2. For each fail, print the troubleshooting-doc anchor link from
   the probe's *On ✗ → remediation* row above.
3. Suggest the user open the catalog entry to read the symptom →
   root cause → fix shape, then apply the settings.json widening
   themselves.

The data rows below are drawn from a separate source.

//! Draft reads and writes on top of a [`DocumentStore`].

use serde_json::Value;

use drafter_core::constants::DRAFT_COLLECTION;
use drafter_core::types::{DraftStatus, DraftType};

use crate::db::{DocumentStore, Filter};
use crate::error::{DbError, DbResult};
use crate::model::draft::Draft;

fn decode(id: &str, doc: Value) -> DbResult<Draft> {
    serde_json::from_value(doc).map_err(|e| DbError::MalformedDocument {
        collection: DRAFT_COLLECTION.to_string(),
        id: id.to_string(),
        reason: e.to_string(),
    })
}

/// Decodes a result set, skipping documents that no longer parse as drafts.
fn decode_all(docs: Vec<Value>) -> Vec<Draft> {
    docs.into_iter()
        .filter_map(|doc| {
            let id = doc
                .get("draft_id")
                .and_then(Value::as_str)
                .unwrap_or_default()
                .to_string();
            match decode(&id, doc) {
                Ok(draft) => Some(draft),
                Err(e) => {
                    tracing::warn!(error = %e, "Skipping malformed draft document");
                    None
                }
            }
        })
        .collect()
}

fn newest_first(mut drafts: Vec<Draft>) -> Vec<Draft> {
    drafts.sort_by(|a, b| {
        b.created_at
            .cmp(&a.created_at)
            .then_with(|| b.draft_id.cmp(&a.draft_id))
    });
    drafts
}

/// ## Summary
/// Fetches a draft by id.
///
/// ## Errors
/// Returns an error if the store fails or the stored document is malformed.
pub async fn by_id(store: &dyn DocumentStore, draft_id: uuid::Uuid) -> DbResult<Option<Draft>> {
    let id = draft_id.to_string();
    store
        .get(DRAFT_COLLECTION, &id)
        .await?
        .map(|doc| decode(&id, doc))
        .transpose()
}

/// ## Summary
/// Fetches the draft created by the given conversational turn.
///
/// ## Errors
/// Returns an error if the store fails.
pub async fn by_message_id(store: &dyn DocumentStore, message_id: &str) -> DbResult<Option<Draft>> {
    let docs = store
        .find(DRAFT_COLLECTION, &Filter::new().with("message_id", message_id))
        .await?;
    Ok(newest_first(decode_all(docs)).into_iter().next())
}

/// ## Summary
/// Fetches the active drafts owned by `thread_id`, newest first, optionally
/// narrowed to one draft type.
///
/// ## Errors
/// Returns an error if the store fails.
pub async fn active_by_thread(
    store: &dyn DocumentStore,
    thread_id: &str,
    draft_type: Option<DraftType>,
) -> DbResult<Vec<Draft>> {
    let mut filter = Filter::new()
        .with("thread_id", thread_id)
        .with("status", DraftStatus::Active.as_str());
    if let Some(draft_type) = draft_type {
        filter = filter.with("draft_type", draft_type.as_str());
    }
    let docs = store.find(DRAFT_COLLECTION, &filter).await?;
    Ok(newest_first(decode_all(docs)))
}

/// ## Summary
/// Fetches every draft owned by `thread_id` regardless of status, newest first.
///
/// ## Errors
/// Returns an error if the store fails.
pub async fn all_by_thread(store: &dyn DocumentStore, thread_id: &str) -> DbResult<Vec<Draft>> {
    let docs = store
        .find(DRAFT_COLLECTION, &Filter::new().with("thread_id", thread_id))
        .await?;
    Ok(newest_first(decode_all(docs)))
}

/// ## Summary
/// Stores a newly created draft.
///
/// ## Errors
/// Returns an error if serialization or the store write fails.
pub async fn insert(store: &dyn DocumentStore, draft: &Draft) -> DbResult<()> {
    let doc = serde_json::to_value(draft)?;
    store
        .upsert(DRAFT_COLLECTION, &draft.draft_id.to_string(), doc)
        .await
}

/// ## Summary
/// Overwrites a stored draft only if it still exists in `expected_status`.
///
/// Returns `false` when nothing matched, meaning the draft vanished or its
/// status changed since it was read.
///
/// ## Errors
/// Returns an error if serialization or the store write fails.
pub async fn replace_if_status(
    store: &dyn DocumentStore,
    draft: &Draft,
    expected_status: DraftStatus,
) -> DbResult<bool> {
    let filter = Filter::new()
        .with("draft_id", draft.draft_id.to_string())
        .with("thread_id", draft.thread_id.as_str())
        .with("status", expected_status.as_str());
    let patch = serde_json::to_value(draft)?;
    let matched = store.update(DRAFT_COLLECTION, &filter, patch).await?;
    Ok(matched > 0)
}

Do **not** propose to apply the widening from this
   skill — settings.json widenings are sandbox-bypass-adjacent
   and need an explicit user-driven edit.
4. After the user has applied the widening (in a separate flow),
   re-run `setup-isolated-setup-doctor` to confirm the probe now
   passes.

If a probe surfaces a fail shape not catalogued in
[`docs/setup/sandbox-troubleshooting.md`](../../docs/setup/sandbox-troubleshooting.md):

1. Report the fail with the literal probe command + exit code +
   stderr.
2. Suggest the user add a new entry to the catalog per its
   *Adding a new entry* section (symptom verbatim, root cause,
   fix, notes).
3. Once the catalog has the new entry, extend this skill with a
   matching probe in the same shape so the next doctor run
   catches it automatically.

## Extending the skill with a new probe

When the catalog grows a new entry, add a matching probe section
following the shape above:

1. **Command** — a short, deterministic, side-effect-free
   one-liner (or short Python heredoc) that triggers the failure
   mode reliably.
2. **Interpretation** — a 3–5-row table mapping result strings
   to ✓ / ✗ / ⊘ / ⚠.
3. **On ✗ → remediation** — a direct link to the matching
   section of `docs/setup/sandbox-troubleshooting.md`.

Keep probes narrowly scoped: each probe tests **one** failure
mode, not a bundle. A probe that conflates two restrictions
makes the report ambiguous when the result is ✗.